La police fédérale du Brésil a mené une vaste opération pour démanteler un système d'évasion fiscale et de blanchiment d'argent qui aurait causé à l'État un préjudice de plus de 26 milliards de reais (environ 4,8 milliards de dollars).

Les autorités ont exécuté 126 mandats de perquisition et de saisie dans cinq États et dans le District fédéral, ciblant des individus et des entreprises qui, selon l'enquête, articulaient une structure complexe pour échapper massivement aux taxes dans le secteur des carburants.

La cible principale de l'appareil était un réseau géré par Refit, une ancienne raffinerie de Manguinhos à Rio de Janeiro, propriété de l'homme d'affaires Ricardo Magro.

Les opérations se sont étendues à São Paulo, Rio de Janeiro, Minas Gerais, Bahia, Maranhão et dans le District fédéral, et ont impliqué des dizaines d'entreprises du secteur, ainsi que des fonds d'investissement et des entités offshore. Le ministère public de São Paulo a confirmé que parmi les personnes impliquées figurent des proches de Magro.

La police fédérale du Brésil

Selon le fisc, le groupe est considéré comme le plus grand débiteur individuel de la taxe sur les ventes (ICMS) à São Paulo et l'un des plus importants au niveau national.

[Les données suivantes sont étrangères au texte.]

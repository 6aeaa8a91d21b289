pub mod dashboard_repo;
pub mod expense_repo;
pub mod invoice_repo;
pub mod room_repo;
pub mod settings_repo;
pub mod tenant_repo;
pub mod user_repo;

pub use dashboard_repo::DashboardRepository;
pub use expense_repo::ExpenseRepository;
pub use invoice_repo::InvoiceRepository;
pub use room_repo::RoomRepository;
pub use settings_repo::SettingsRepository;
pub use tenant_repo::TenantRepository;
pub use user_repo::UserRepository;
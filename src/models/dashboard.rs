// src/models/dashboard.rs

use std::collections::BTreeMap;

use chrono::{DateTime, Utc};
use serde::Serialize;
use utoipa::ToSchema;
use uuid::Uuid;

use crate::models::expense::ExpenseCategory;

// 1. The period dashboard: totals, breakdown, paid/unpaid split, arrears.
#[derive(Debug, Serialize, ToSchema)]
pub struct DashboardData {
    pub period: String,
    pub income_total: i64,
    pub expense_total: i64,
    pub net_total: i64,
    pub expense_breakdown: Vec<CategoryTotal>,
    pub unpaid_tenants: Vec<UnpaidEntry>,
    pub paid_tenants: Vec<PaidEntry>,
    pub nunggak_tenants: Vec<ArrearsEntry>,
}

#[derive(Debug, Clone, Serialize, sqlx::FromRow, ToSchema)]
pub struct CategoryTotal {
    pub category: ExpenseCategory,
    pub total: i64,
}

#[derive(Debug, Clone, Serialize, sqlx::FromRow, ToSchema)]
pub struct UnpaidEntry {
    pub tenant_id: Uuid,
    pub name: String,
    pub room_no: i32,
    pub invoice_id: Uuid,
    pub amount: i64,
}

#[derive(Debug, Clone, Serialize, sqlx::FromRow, ToSchema)]
pub struct PaidEntry {
    pub tenant_id: Uuid,
    pub name: String,
    pub room_no: i32,
    pub invoice_id: Uuid,
    pub paid_at: Option<DateTime<Utc>>,
    pub amount: i64,
}

/// A tenant in arrears: at least one unpaid invoice in a period strictly
/// before the viewed period. `total_owed` sums every such invoice.
#[derive(Debug, Clone, Serialize, sqlx::FromRow, ToSchema)]
pub struct ArrearsEntry {
    pub tenant_id: Uuid,
    pub name: String,
    pub room_no: i32,
    pub oldest_period: String,
    pub total_owed: i64,
}

// 2. Expense-only operational report across periods (stacked chart data).
#[derive(Debug, Serialize, ToSchema)]
pub struct ReportResponse {
    pub data: Vec<ReportRow>,
    pub categories: Vec<String>,
}

#[derive(Debug, Serialize, ToSchema)]
pub struct ReportRow {
    pub period: String,
    pub total: i64,
    pub by_category: BTreeMap<String, i64>,
}

// Raw rows feeding the report assembly.
#[derive(Debug, Clone, sqlx::FromRow)]
pub struct PeriodTotalRow {
    pub period: String,
    pub total: i64,
}

#[derive(Debug, Clone, sqlx::FromRow)]
pub struct PeriodCategoryRow {
    pub period: String,
    pub category: ExpenseCategory,
    pub total: i64,
}

// 3. Reminder stub output.
#[derive(Debug, Serialize, ToSchema)]
pub struct ReminderPlan {
    pub period: String,
    pub planned_reminders: usize,
    pub tenants: Vec<UnpaidEntry>,
}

Pour cacher leurs profits et détourner leurs ressources à l’étranger, ils ont eu recours à un réseau d’entreprises et à des mécanismes financiers sophistiqués. La Receita Federal a fait état du recours à des entreprises locales, des fonds d'investissement et des entités offshore, notamment dans le Delaware, un État classé paradis fiscal par le ministre des Finances, Fernando Haddad.

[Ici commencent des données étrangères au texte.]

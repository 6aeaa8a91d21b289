// src/handlers/auth.rs

use axum::{Json, extract::State, http::StatusCode, response::IntoResponse};
use serde_json::json;
use validator::Validate;

use crate::{
    common::error::AppError,
    config::AppState,
    middleware::auth::Authenticated,
    models::auth::{
        ForgotPasswordPayload, LoginPayload, LoginResponse, MeResponse, ResetPasswordPayload,
    },
};

// POST /api/auth/login
#[utoipa::path(
    post,
    path = "/api/auth/login",
    tag = "Auth",
    request_body = LoginPayload,
    responses(
        (status = 200, description = "Login berhasil", body = LoginResponse),
        (status = 401, description = "Email atau password salah")
    )
)]
pub async fn login(
    State(app_state): State<AppState>,
    Json(payload): Json<LoginPayload>,
) -> Result<impl IntoResponse, AppError> {
    payload.validate()?;
    let response = app_state.auth_service.login(payload).await?;
    Ok((StatusCode::OK, Json(response)))
}

// GET /api/auth/me
#[utoipa::path(
    get,
    path = "/api/auth/me",
    tag = "Auth",
    responses(
        (status = 200, description = "Profil pengguna aktif", body = MeResponse),
        (status = 401, description = "Tidak terautentikasi")
    ),
    security(("api_jwt" = []))
)]
pub async fn me(Authenticated(user): Authenticated) -> impl IntoResponse {
    (
        StatusCode::OK,
        Json(MeResponse {
            email: user.email,
            name: user.name,
            role: user.role,
        }),
    )
}

// POST /api/auth/forgot-password
#[utoipa::path(
    post,
    path = "/api/auth/forgot-password",
    tag = "Auth",
    request_body = ForgotPasswordPayload,
    responses(
        (status = 200, description = "Selalu ok, terlepas dari keberadaan email")
    )
)]
pub async fn forgot_password(
    State(app_state): State<AppState>,
    Json(payload): Json<ForgotPasswordPayload>,
) -> Result<impl IntoResponse, AppError> {
    payload.validate()?;
    app_state.auth_service.forgot_password(payload).await?;
    Ok((StatusCode::OK, Json(json!({ "ok": true }))))
}

// POST /api/auth/reset-password
#[utoipa::path(
    post,
    path = "/api/auth/reset-password",
    tag = "Auth",
    request_body = ResetPasswordPayload,
    responses(
        (status = 200, description = "Password diperbarui"),
        (status = 400, description = "Token tidak valid atau kedaluwarsa")
    )
)]
pub async fn reset_password(
    State(app_state): State<AppState>,
    Json(payload): Json<ResetPasswordPayload>,
) -> Result<impl IntoResponse, AppError> {
    payload.validate()?;
    app_state.auth_service.reset_password(payload).await?;
    Ok((StatusCode::OK, Json(json!({ "ok": true }))))
}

« L'ouverture de fonds aux États-Unis a été détectée pour acheminer de l'argent vers le Brésil à travers des prêts et des simulations d'investissement. L'argent envoyé à l'étranger n'était pas légitime », a expliqué Haddad.

Le ministre Fernando Haddad a dénoncé

En outre, le gel immédiat d'actifs pour 10,2 milliards de reais (environ 1,9 milliard de dollars) a été ordonné, y compris des biens immobiliers, des véhicules et des intérêts sociaux du groupe et de ses associés, a-t-il indiqué. Ou Globe.

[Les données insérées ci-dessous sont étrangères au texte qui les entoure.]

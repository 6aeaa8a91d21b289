// src/models/expense.rs

use chrono::{DateTime, NaiveDate, Utc};
use serde::{Deserialize, Serialize};
use utoipa::ToSchema;
use uuid::Uuid;
use validator::Validate;

use crate::models::invoice::PayMethod;

#[derive(Debug, Clone, Copy, PartialEq, Eq, Serialize, Deserialize, sqlx::Type, ToSchema)]
#[sqlx(type_name = "expense_status", rename_all = "snake_case")]
#[serde(rename_all = "snake_case")]
pub enum ExpenseStatus {
    Draft,
    Confirmed,
}

/// The expenses table doubles as the cash ledger: operational inflows are
/// rows of type `income`.
#[derive(Debug, Clone, Copy, PartialEq, Eq, Serialize, Deserialize, sqlx::Type, ToSchema)]
#[sqlx(type_name = "cashflow_type", rename_all = "snake_case")]
#[serde(rename_all = "snake_case")]
pub enum CashflowType {
    Income,
    Expense,
}

#[derive(Debug, Clone, Copy, PartialEq, Eq, Serialize, Deserialize, sqlx::Type, ToSchema)]
#[sqlx(type_name = "expense_category", rename_all = "snake_case")]
#[serde(rename_all = "snake_case")]
pub enum ExpenseCategory {
    Listrik,
    Air,
    Wifi,
    Kebersihan,
    Perbaikan,
    Gaji,
    Modal,
    Lainnya,
}

impl ExpenseCategory {
    /// Lenient parse for the OCR oracle: unknown categories collapse to
    /// `lainnya` instead of failing the scan.
    pub fn from_oracle(s: &str) -> Self {
        match s.trim().to_lowercase().as_str() {
            "listrik" => Self::Listrik,
            "air" => Self::Air,
            "wifi" => Self::Wifi,
            "kebersihan" => Self::Kebersihan,
            "perbaikan" => Self::Perbaikan,
            "gaji" => Self::Gaji,
            "modal" => Self::Modal,
            _ => Self::Lainnya,
        }
    }

    pub fn as_str(self) -> &'static str {
        match self {
            Self::Listrik => "listrik",
            Self::Air => "air",
            Self::Wifi => "wifi",
            Self::Kebersihan => "kebersihan",
            Self::Perbaikan => "perbaikan",
            Self::Gaji => "gaji",
            Self::Modal => "modal",
            Self::Lainnya => "lainnya",
        }
    }
}

#[derive(Debug, Clone, Serialize, sqlx::FromRow, ToSchema)]
pub struct Expense {
    pub id: Uuid,
    pub property_id: String,
    pub expense_date: NaiveDate,
    pub category: ExpenseCategory,
    pub amount: i64,
    pub method: PayMethod,
    pub status: ExpenseStatus,
    #[sqlx(rename = "type")]
    #[serde(rename = "type")]
    pub cashflow_type: CashflowType,
    pub receipt_key: Option<String>,
    pub ocr_json: Option<String>,
    pub notes: Option<String>,
    pub created_by: Option<Uuid>,
    pub created_at: DateTime<Utc>,
}

fn default_status() -> ExpenseStatus {
    ExpenseStatus::Confirmed
}

fn default_type() -> CashflowType {
    CashflowType::Expense
}

#[derive(Debug, Deserialize, Validate, ToSchema)]
pub struct CreateExpensePayload {
    pub expense_date: NaiveDate,
    pub category: ExpenseCategory,
    #[validate(range(min = 1, message = "Jumlah harus bilangan positif"))]
    pub amount: i64,
    pub method: PayMethod,
    pub receipt_key: Option<String>,
    #[validate(length(max = 500, message = "Catatan maksimal 500 karakter"))]
    pub notes: Option<String>,
    #[serde(default = "default_status")]
    pub status: ExpenseStatus,
    #[serde(rename = "type", default = "default_type")]
    pub cashflow_type: CashflowType,
}

/// Partial update, also used as the optional correction body when a draft
/// gets confirmed.
#[derive(Debug, Default, Deserialize, Validate, ToSchema)]
pub struct UpdateExpensePayload {
    pub expense_date: Option<NaiveDate>,
    pub category: Option<ExpenseCategory>,
    #[validate(range(min = 1, message = "Jumlah harus bilangan positif"))]
    pub amount: Option<i64>,
    pub method: Option<PayMethod>,
    #[validate(length(max = 500, message = "Catatan maksimal 500 karakter"))]
    pub notes: Option<String>,
    #[serde(rename = "type")]
    pub cashflow_type: Option<CashflowType>,
}

impl UpdateExpensePayload {
    pub fn is_empty(&self) -> bool {
        self.expense_date.is_none()
            && self.category.is_none()
            && self.amount.is_none()
            && self.method.is_none()
            && self.notes.is_none()
            && self.cashflow_type.is_none()
    }
}

#[derive(Debug, Serialize, ToSchema)]
pub struct ExpenseListResponse {
    pub period: String,
    pub total_income: i64,
    pub total_expense: i64,
    pub expenses: Vec<Expense>,
}

// ── Receipt scan ─────────────────────────────────

#[derive(Debug, Deserialize, Validate, ToSchema)]
pub struct ScanReceiptPayload {
    /// Receipt image, base64-encoded.
    #[validate(length(min = 1, message = "Gambar nota wajib diisi"))]
    pub image_base64: String,
    /// Image mime type, e.g. `image/jpeg`.
    #[validate(length(min = 1, message = "Mime type wajib diisi"))]
    pub mime_type: String,
    pub expense_date: Option<NaiveDate>,
    /// Object key of the already-uploaded receipt image, stored on the
    /// draft so the confirmed expense keeps its proof reference.
    pub receipt_key: Option<String>,
}

/// Structured fields extracted from a receipt by the vision model. Treated
/// as untrusted input: amount and category are re-validated before anything
/// is persisted.
#[derive(Debug, Clone, Serialize, ToSchema)]
pub struct ReceiptScan {
    pub merchant_name: Option<String>,
    pub transaction_date: Option<NaiveDate>,
    pub total_amount: Option<i64>,
    pub suggested_category: ExpenseCategory,
    pub confidence: f64,
    pub notes: Option<String>,
    #[serde(skip_serializing)]
    #[schema(ignore)]
    pub raw_json: String,
}

#[derive(Debug, Serialize, ToSchema)]
pub struct ScanReceiptResponse {
    pub expense_id: Uuid,
    pub status: ExpenseStatus,
    pub ocr: ReceiptScan,
    pub expense_date: NaiveDate,
    pub category: ExpenseCategory,
    pub amount: i64,
}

Le bureau du procureur général a également saisi judiciairement 1,2 milliard de reais (224 millions de dollars). L’offensive judiciaire a été soutenue par le Comité interinstitutionnel de recouvrement des avoirs et coordonnée avec plusieurs agences fédérales et étatiques.

Les enquêtes ont révélé des méthodes telles que le non-respect répété des obligations fiscales, la génération constante de nouvelles entreprises, des simulations de ventes interétatiques et l'intégration d'un réseau de collaborateurs garantissant l'anonymat des véritables bénéficiaires.

Un autre élément clé était l’achat illégal d’hydrocarbures et d’essence à l’étranger. Entre 2020 et 2025, l’organisation a importé plus de 32 milliards de reais (5,9 milliards de dollars) de carburant, en utilisant des fonds illicites issus de transactions triangulées avec des intermédiaires et distributeurs liés au groupe.

Entre 2020 et 2025, le

Les ressources étaient destinées à la fois à des investissements dans des entreprises et des biens immobiliers et à l'acquisition d'actifs pour blanchir des capitaux et simuler des opérations légitimes, selon les conclusions rapportées par Ou Globe. Un opérateur financier s'est imposé comme un partenaire essentiel dans des transactions qui, en un an seulement, ont totalisé 72 milliards de reais (13 millions de dollars).